What you should do
Your answer is the lines below, exactly, from the one that contains "and only fill" through the one that contains "use std::collections::HashMap;", both included.

^^^^

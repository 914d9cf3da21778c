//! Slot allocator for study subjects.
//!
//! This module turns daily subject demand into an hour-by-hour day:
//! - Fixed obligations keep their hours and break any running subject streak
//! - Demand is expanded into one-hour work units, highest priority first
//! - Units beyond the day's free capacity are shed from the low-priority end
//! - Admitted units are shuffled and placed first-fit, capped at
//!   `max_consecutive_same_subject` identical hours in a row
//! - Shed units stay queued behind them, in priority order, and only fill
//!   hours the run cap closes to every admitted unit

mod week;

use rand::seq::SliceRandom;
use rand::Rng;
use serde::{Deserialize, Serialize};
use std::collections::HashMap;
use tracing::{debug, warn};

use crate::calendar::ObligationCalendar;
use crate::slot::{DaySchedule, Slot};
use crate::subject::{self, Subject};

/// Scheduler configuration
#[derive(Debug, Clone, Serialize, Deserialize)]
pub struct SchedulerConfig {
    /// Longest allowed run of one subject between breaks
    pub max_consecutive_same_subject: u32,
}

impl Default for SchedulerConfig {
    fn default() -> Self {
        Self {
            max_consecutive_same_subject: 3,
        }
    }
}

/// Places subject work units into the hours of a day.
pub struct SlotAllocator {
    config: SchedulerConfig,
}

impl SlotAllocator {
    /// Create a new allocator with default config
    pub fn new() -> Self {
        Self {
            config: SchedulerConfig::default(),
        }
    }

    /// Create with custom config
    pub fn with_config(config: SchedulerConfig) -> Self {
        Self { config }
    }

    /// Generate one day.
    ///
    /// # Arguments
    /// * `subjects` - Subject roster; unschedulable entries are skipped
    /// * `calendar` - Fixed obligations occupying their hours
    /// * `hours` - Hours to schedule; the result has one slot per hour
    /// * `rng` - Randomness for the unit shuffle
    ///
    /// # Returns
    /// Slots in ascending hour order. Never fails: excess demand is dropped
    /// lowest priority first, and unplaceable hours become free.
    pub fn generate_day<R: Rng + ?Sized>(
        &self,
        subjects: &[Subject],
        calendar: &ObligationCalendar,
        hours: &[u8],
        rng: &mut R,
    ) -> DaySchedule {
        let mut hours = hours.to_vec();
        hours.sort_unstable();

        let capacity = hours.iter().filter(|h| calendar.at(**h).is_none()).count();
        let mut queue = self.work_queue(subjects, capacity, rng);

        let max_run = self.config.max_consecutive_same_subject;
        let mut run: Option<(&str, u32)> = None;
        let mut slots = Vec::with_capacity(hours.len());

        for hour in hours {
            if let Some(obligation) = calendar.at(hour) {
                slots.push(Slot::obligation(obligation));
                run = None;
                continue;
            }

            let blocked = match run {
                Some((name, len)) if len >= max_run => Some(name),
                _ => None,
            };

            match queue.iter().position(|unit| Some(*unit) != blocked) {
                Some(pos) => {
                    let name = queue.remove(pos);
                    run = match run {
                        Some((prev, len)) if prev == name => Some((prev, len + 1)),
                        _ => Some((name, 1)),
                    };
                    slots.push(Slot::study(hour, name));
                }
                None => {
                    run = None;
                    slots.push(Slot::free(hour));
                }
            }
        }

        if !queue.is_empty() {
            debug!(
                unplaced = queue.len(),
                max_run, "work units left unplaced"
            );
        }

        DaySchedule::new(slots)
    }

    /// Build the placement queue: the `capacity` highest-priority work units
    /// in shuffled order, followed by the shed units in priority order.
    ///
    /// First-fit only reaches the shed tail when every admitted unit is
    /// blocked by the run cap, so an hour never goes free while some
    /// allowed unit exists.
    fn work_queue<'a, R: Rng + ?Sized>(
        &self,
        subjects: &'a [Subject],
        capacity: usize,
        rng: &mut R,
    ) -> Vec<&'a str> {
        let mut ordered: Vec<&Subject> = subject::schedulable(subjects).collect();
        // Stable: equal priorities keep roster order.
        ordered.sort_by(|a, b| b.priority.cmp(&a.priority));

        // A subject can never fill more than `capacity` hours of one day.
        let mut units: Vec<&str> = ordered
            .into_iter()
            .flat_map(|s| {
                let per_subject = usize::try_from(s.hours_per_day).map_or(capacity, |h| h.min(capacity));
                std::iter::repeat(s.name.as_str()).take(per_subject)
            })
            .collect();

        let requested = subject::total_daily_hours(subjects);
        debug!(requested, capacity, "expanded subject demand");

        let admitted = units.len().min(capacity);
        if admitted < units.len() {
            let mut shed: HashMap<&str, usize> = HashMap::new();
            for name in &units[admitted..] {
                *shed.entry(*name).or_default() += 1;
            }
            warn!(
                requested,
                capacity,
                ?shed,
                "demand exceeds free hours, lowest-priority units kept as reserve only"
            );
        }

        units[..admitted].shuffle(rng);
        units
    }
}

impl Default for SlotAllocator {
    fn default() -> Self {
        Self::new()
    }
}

^^^^

Expected output
//! - Shed units stay queued behind them, in priority order, and only fill
//!   hours the run cap closes to every admitted unit

mod week;

use rand::seq::SliceRandom;
use rand::Rng;
use serde::{Deserialize, Serialize};
use std::collections::HashMap;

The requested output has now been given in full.